Музой ли, дочерью Зевса, наставленный, иль Аполлоном,

Ладно и стройно поешь ты страдальную участь ахеян?.

Прежде, чем приснилось аэдам золотое видение, какое мы находим в позднейших прикрасах первой песни Илиады (603 сл.), — как, услаждая пирующих на Олимпе богов, Аполлон бряцает на лире, а хоровод Муз отвечает ему сладостным пением, — нужно было, чтобы ликийский лучник стал, в Гомеровой общине, лирником, а потом, в качестве лирника, и вещуном; между тем лира была устроена аркадским подземным богом, и вещуньи Парнаса издревле лелеяли младенца, родившегося от подземного вещего змия. Что до миметического элемента в женском хоре, предание, производящее имя «мималлон» от mimesis tu theü (стр. 203, прим. 1), запомнило оргийное женское действо, где бог носил рогатую маску в сонме исступленных «рогоносиц». Но этот македонский analogon не должен сбивать нас в сторону с более верного следа: до-пелопоннесскую женскую стадию хоровых действ естественно предположить в области островного дифирамба, расцветшего из Крита, родины миметических плясок и машущих змеями доэллинских менад, — в царстве двойного топора, милого женщинам и царящего, как таинственный символ, над Эсхиловой Орестеей, в которой еще могущественно звучит старинная обида женщины за утрату ее былого господства [673]. Там, на островах, могла женская хорея перемежаться и дохмиями, и в особенности ямбами. О хороводах каких-то критянок упоминает Сапфо [674]. Возможно, что женская маска на лицедее произошла из обычая переодеваться женщинами (гл. VII, § 5) для воспроизведения не только тайных женских оргий (как это намереваются сделать Тиресий и Кадм в «Вакханках» Еврипида), но и исполнявшихся женщинами всенародно миметических действ, когда такие выступления были им воспрещены. Во всяком случае, хор Данаид у Эсхила кажется отзвуком некоей исторической действительности: вспомним предание о воинственных менадах, прибывших в Аргос с моря, под предводительством начальницы плясок —Хореи (стр. 133). Ступить на шаг дальше значило бы злоупотребить правами гипотезы. Как бы то ни было, френетический тон, окрашивающий трагедию в траурные цвета, естественно должен быть возводим к незапамятному для литературного предания женскому оргиастическому плачевному действу. Но вдохновенная — вместе и вещунья, и плясунья, и плачея, — как плачеей выступает, одержимая богом, Эсхилова пророчена Кассандра.

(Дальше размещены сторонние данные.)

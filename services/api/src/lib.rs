mod cli;
mod demo;
mod infra;
mod routes;
mod server;

use talent_hub::error::AppError;

pub async fn run() -> Result<(), AppError> {
    cli::run().await
}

XII. Путь исследования. Проблема происхождения религии Диониса

1. Метод исследования. Филологическая точка зрения

Мы стоим у конца нашего исследования: оглянемся на пройденный путь. Кто прошел его с нами, тому, казалось бы, нет нужды спрашивать нас о методе: он его знает, ибо видел приемы работы на деле. Однако, знание чего-либо, данного implicite, но explicite не выраженного, может обладать разной степенью ясности. Как впечатление, производимое целым, так и многие частные поводы могут породить в читателе желание, чтобы и самая задача, и принцип метода, ею обусловленный, были отчетливо определены. Не лишними будут поэтому нижеследующие методологические разъяснения, хотя бы в эпилоге, вместо ненаписанных пролегомен.